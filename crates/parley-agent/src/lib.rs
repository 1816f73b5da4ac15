// SPDX-FileCopyrightText: 2026 Blufio Contributors
// SPDX-License-Identifier: MIT OR Apache-2.0

//! Turn pipeline for the Parley chat agent.
//!
//! The [`Agent`] is the central coordinator that:
//! - Loads the caller's durable context and starts a turn
//! - Drives the provider through the tool-call loop, translating every
//!   stream event into normalized protocol frames
//! - Meters the turn and merges its output into the durable context
//! - Serializes turns per user and honours stop requests
//! - Summarizes aged conversation history into memory items

pub mod emitter;
pub mod finalize;
pub mod locks;
pub mod shutdown;
pub mod summarize;
pub mod tool_loop;
pub mod translator;

use std::sync::Arc;

use parley_config::ParleyConfig;
use parley_core::{
    AgentResponse, ChatRequest, Context, KvStore, Message, ParleyError, PluginAdapter,
    ResponsesProvider, TurnState, UserId, now_millis,
};
use parley_metering::{MeteringLedger, TokenCounter};
use parley_skill::ToolRegistry;
use parley_storage::{ContextStore, MemoryLog};
use tokio::sync::mpsc;
use tracing::{error, info};

use crate::emitter::Emitter;
use crate::locks::{ActiveTurns, UserLocks};

pub use summarize::SummaryGroup;
pub use translator::{FunctionCall, Step, translate};

const HOUR_MILLIS: i64 = 60 * 60 * 1000;

/// Tunables taken from the `[agent]`, `[openai]` and `[summarize]` sections.
#[derive(Debug, Clone, PartialEq)]
pub struct AgentSettings {
    pub default_model: String,
    pub summary_model: String,
    pub max_tool_iterations: usize,
    pub web_search: bool,
    /// Messages older than this are summarized, in milliseconds.
    pub retention_millis: i64,
}

impl AgentSettings {
    pub fn from_config(config: &ParleyConfig) -> Self {
        Self {
            default_model: config.openai.default_model.clone(),
            summary_model: config.openai.summary_model.clone(),
            max_tool_iterations: config.agent.max_tool_iterations,
            web_search: config.agent.web_search,
            retention_millis: i64::try_from(config.summarize.retention_hours)
                .unwrap_or(i64::MAX / HOUR_MILLIS)
                .saturating_mul(HOUR_MILLIS),
        }
    }
}

impl Default for AgentSettings {
    fn default() -> Self {
        Self::from_config(&ParleyConfig::default())
    }
}

pub struct Agent {
    provider: Arc<dyn ResponsesProvider>,
    tools: Arc<ToolRegistry>,
    kv: Arc<dyn KvStore>,
    contexts: ContextStore,
    metering: MeteringLedger,
    memory: MemoryLog,
    tokens: TokenCounter,
    locks: UserLocks,
    active: ActiveTurns,
    settings: AgentSettings,
}

impl Agent {
    pub fn new(
        provider: Arc<dyn ResponsesProvider>,
        kv: Arc<dyn KvStore>,
        tools: Arc<ToolRegistry>,
        settings: AgentSettings,
    ) -> Result<Self, ParleyError> {
        let tokens = TokenCounter::cl100k()?;
        info!(
            provider = provider.name(),
            storage = kv.name(),
            tools = tools.len(),
            model = %settings.default_model,
            "agent initialized"
        );
        Ok(Self {
            provider,
            tools,
            contexts: ContextStore::new(kv.clone()),
            metering: MeteringLedger::new(kv.clone()),
            memory: MemoryLog::new(kv.clone()),
            kv,
            tokens,
            locks: UserLocks::new(),
            active: ActiveTurns::new(),
            settings,
        })
    }

    pub fn settings(&self) -> &AgentSettings {
        &self.settings
    }

    pub fn kv(&self) -> &Arc<dyn KvStore> {
        &self.kv
    }

    /// Runs one chat turn, writing protocol frames to `events`.
    ///
    /// Never fails: every error surfaces as an `error` frame, and the final
    /// frame is always `end`. A second turn for the same user waits until
    /// this one has finished.
    pub async fn chat(
        &self,
        user: &UserId,
        request: ChatRequest,
        events: mpsc::Sender<AgentResponse>,
    ) {
        let _guard = self.locks.acquire(user).await;
        let cancel = self.active.register(user);
        let mut emitter = Emitter::new(events, cancel.clone());

        let model = request
            .model
            .filter(|m| !m.trim().is_empty())
            .unwrap_or_else(|| self.settings.default_model.clone());
        let mut turn = TurnState::init(uuid::Uuid::new_v4().to_string(), model, now_millis());

        info!(
            user_id = %user,
            output_id = %turn.output_id,
            model = %turn.model,
            "turn started"
        );

        let mut context = match self.contexts.get_current_context(user).await {
            Ok(context) => Some(context),
            Err(e) => {
                error!(user_id = %user, error = %e, "failed to load context");
                let message = format!("failed to load conversation: {e}");
                turn.error = Some(message.clone());
                emitter.emit(AgentResponse::error(message)).await;
                None
            }
        };

        let mut iterations = 0;
        if let Some(context) = context.as_mut() {
            context.put_message(Message::user(request.content, turn.timestamp));
            iterations = self
                .run_tool_loop(&mut turn, &context.messages, &mut emitter, &cancel)
                .await;
        }

        let usage = self
            .finalize(user, &mut turn, context.as_mut(), &mut emitter)
            .await;
        emitter.emit(AgentResponse::End).await;
        self.active.finish(user);

        info!(
            user_id = %user,
            output_id = %turn.output_id,
            input_tokens = usage.input,
            output_tokens = usage.output,
            total_tokens = usage.total,
            tool_usage = ?turn.tool_usage(),
            iterations,
            stopped = turn.is_stop_processing(),
            "turn complete"
        );
    }

    /// The durable message history of the user's current context.
    pub async fn messages(&self, user: &UserId) -> Result<Vec<Message>, ParleyError> {
        Ok(self.contexts.get_current_context(user).await?.messages)
    }

    /// The user's current context.
    pub async fn context(&self, user: &UserId) -> Result<Context, ParleyError> {
        self.contexts.get_current_context(user).await
    }

    /// Stops the user's in-flight turn. Returns whether one was running.
    pub fn stop(&self, user: &UserId) -> bool {
        let stopped = self.active.cancel(user);
        if stopped {
            info!(user_id = %user, "stop requested");
        }
        stopped
    }

    /// Number of turns currently running.
    pub fn active_turns(&self) -> usize {
        self.active.len()
    }
}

■ TASK OBJECTIVE ■
Using the listing above, return word for word each line from the one that has "Runs one chat" through the one that has "emitter.emit(AgentResponse::error(message)).await;", and no line outside that range.

■ WRITTEN RESPONSE ■
    /// Runs one chat turn, writing protocol frames to `events`.
    ///
    /// Never fails: every error surfaces as an `error` frame, and the final
    /// frame is always `end`. A second turn for the same user waits until
    /// this one has finished.
    pub async fn chat(
        &self,
        user: &UserId,
        request: ChatRequest,
        events: mpsc::Sender<AgentResponse>,
    ) {
        let _guard = self.locks.acquire(user).await;
        let cancel = self.active.register(user);
        let mut emitter = Emitter::new(events, cancel.clone());

        let model = request
            .model
            .filter(|m| !m.trim().is_empty())
            .unwrap_or_else(|| self.settings.default_model.clone());
        let mut turn = TurnState::init(uuid::Uuid::new_v4().to_string(), model, now_millis());

        info!(
            user_id = %user,
            output_id = %turn.output_id,
            model = %turn.model,
            "turn started"
        );

        let mut context = match self.contexts.get_current_context(user).await {
            Ok(context) => Some(context),
            Err(e) => {
                error!(user_id = %user, error = %e, "failed to load context");
                let message = format!("failed to load conversation: {e}");
                turn.error = Some(message.clone());
                emitter.emit(AgentResponse::error(message)).await;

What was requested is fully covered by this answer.